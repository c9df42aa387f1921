//! Histogram binning helpers.
//!
//! Pure data preparation for the chart renderers, kept separate from
//! drawing so the bucketing rules are testable without a backend.

/// One histogram bucket: `[start, end)` with its count.
#[derive(Debug, Clone, Copy, PartialEq)]
pub struct Bin {
    pub start: f64,
    pub end: f64,
    pub count: u64,
}

/// Bucket `values` into `bins` equal-width bins spanning `[min, max]`.
///
/// Values outside the range are ignored; a value exactly at `max`
/// lands in the last bin.
pub fn linear_bins(values: &[f64], bins: usize, range: (f64, f64)) -> Vec<Bin> {
    let (min, max) = range;
    if bins == 0 || max <= min {
        return Vec::new();
    }

    let width = (max - min) / bins as f64;
    let mut counts = vec![0u64; bins];
    for &value in values {
        if value < min || value > max {
            continue;
        }
        let index = (((value - min) / width) as usize).min(bins - 1);
        counts[index] += 1;
    }

    counts
        .iter()
        .enumerate()
        .map(|(i, &count)| Bin {
            start: min + i as f64 * width,
            end: min + (i + 1) as f64 * width,
            count,
        })
        .collect()
}

/// Bucket `values` into `bins` log10-spaced bins between the smallest
/// and largest value.
///
/// The lower edge clamps to 1.0 to avoid log-domain errors, and a
/// degenerate range (all values equal) widens by a decade, matching
/// how the log axis itself is ranged.
pub fn log_bins(values: &[f64], bins: usize) -> Vec<Bin> {
    if bins == 0 || values.is_empty() {
        return Vec::new();
    }

    let min = values.iter().fold(f64::INFINITY, |a, &b| a.min(b)).max(1.0);
    let mut max = values.iter().fold(f64::NEG_INFINITY, |a, &b| a.max(b));
    if min >= max {
        max = min * 10.0;
    }

    let log_min = min.log10();
    let log_width = (max.log10() - log_min) / bins as f64;
    let mut counts = vec![0u64; bins];
    for &value in values {
        let clamped = value.max(min);
        let index = (((clamped.log10() - log_min) / log_width) as usize).min(bins - 1);
        counts[index] += 1;
    }

    (0..bins)
        .map(|i| Bin {
            start: 10f64.powf(log_min + i as f64 * log_width),
            end: 10f64.powf(log_min + (i + 1) as f64 * log_width),
            count: counts[i],
        })
        .collect()
}

/// Data range for histograms whose axis derives from the data.
///
/// Returns `None` for empty input; a constant series widens to a unit
/// span so bins keep nonzero width.
pub fn value_range(values: &[f64]) -> Option<(f64, f64)> {
    if values.is_empty() {
        return None;
    }
    let min = values.iter().fold(f64::INFINITY, |a, &b| a.min(b));
    let max = values.iter().fold(f64::NEG_INFINITY, |a, &b| a.max(b));
    if max > min {
        Some((min, max))
    } else {
        Some((min, min + 1.0))
    }
}

#[cfg(test)]
mod tests {
    use super::*;

    #[test]
    fn test_linear_bins_rating_scale() {
        // 9 bins over the 0.5-5.0 scale gives 0.5-wide buckets
        let values = vec![0.5, 3.0, 3.25, 5.0, 5.0];
        let bins = linear_bins(&values, 9, (0.5, 5.0));

        assert_eq!(bins.len(), 9);
        assert_eq!(bins[0].start, 0.5);
        assert_eq!(bins[0].count, 1); // the 0.5
        assert_eq!(bins[5].count, 2); // 3.0 and 3.25 in [3.0, 3.5)
        assert_eq!(bins[8].count, 2); // values at max land in the last bin
    }

    #[test]
    fn test_linear_bins_ignores_out_of_range() {
        let values = vec![-1.0, 0.0, 10.0, 2.0];
        let bins = linear_bins(&values, 4, (0.5, 4.5));

        let total: u64 = bins.iter().map(|b| b.count).sum();
        assert_eq!(total, 1);
    }

    #[test]
    fn test_linear_bins_degenerate_inputs() {
        assert!(linear_bins(&[1.0], 0, (0.0, 1.0)).is_empty());
        assert!(linear_bins(&[1.0], 5, (2.0, 2.0)).is_empty());
    }

    #[test]
    fn test_log_bins_cover_all_values() {
        let values: Vec<f64> = vec![1.0, 3.0, 10.0, 100.0, 5000.0];
        let bins = log_bins(&values, 100);

        assert_eq!(bins.len(), 100);
        let total: u64 = bins.iter().map(|b| b.count).sum();
        assert_eq!(total, values.len() as u64);
        // Edges span the data range
        assert!((bins[0].start - 1.0).abs() < 1e-9);
        assert!((bins[99].end - 5000.0).abs() < 1e-6);
    }

    #[test]
    fn test_log_bins_constant_series() {
        // All movies with the same count still bin without a zero-width range
        let bins = log_bins(&[7.0, 7.0, 7.0], 10);
        assert_eq!(bins.len(), 10);
        let total: u64 = bins.iter().map(|b| b.count).sum();
        assert_eq!(total, 3);
    }

    #[test]
    fn test_value_range() {
        assert_eq!(value_range(&[]), None);
        assert_eq!(value_range(&[1.0, 4.0, 2.0]), Some((1.0, 4.0)));
        // Constant series widens to a unit span
        assert_eq!(value_range(&[2.5, 2.5]), Some((2.5, 3.5)));
    }
}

#### PROBLEM REQUIREMENTS
Lines after the one containing "itself is ranged." are left out; every line from the start of the entries through that line is restated word for word.

#### SOLUTION TO THE PROBLEM
repository c9df42aa387f1921
//! Histogram binning helpers.
//!
//! Pure data preparation for the chart renderers, kept separate from
//! drawing so the bucketing rules are testable without a backend.

/// One histogram bucket: `[start, end)` with its count.
#[derive(Debug, Clone, Copy, PartialEq)]
pub struct Bin {
    pub start: f64,
    pub end: f64,
    pub count: u64,
}

/// Bucket `values` into `bins` equal-width bins spanning `[min, max]`.
///
/// Values outside the range are ignored; a value exactly at `max`
/// lands in the last bin.
pub fn linear_bins(values: &[f64], bins: usize, range: (f64, f64)) -> Vec<Bin> {
    let (min, max) = range;
    if bins == 0 || max <= min {
        return Vec::new();
    }

    let width = (max - min) / bins as f64;
    let mut counts = vec![0u64; bins];
    for &value in values {
        if value < min || value > max {
            continue;
        }
        let index = (((value - min) / width) as usize).min(bins - 1);
        counts[index] += 1;
    }

    counts
        .iter()
        .enumerate()
        .map(|(i, &count)| Bin {
            start: min + i as f64 * width,
            end: min + (i + 1) as f64 * width,
            count,
        })
        .collect()
}

/// Bucket `values` into `bins` log10-spaced bins between the smallest
/// and largest value.
///
/// The lower edge clamps to 1.0 to avoid log-domain errors, and a
/// degenerate range (all values equal) widens by a decade, matching
/// how the log axis itself is ranged.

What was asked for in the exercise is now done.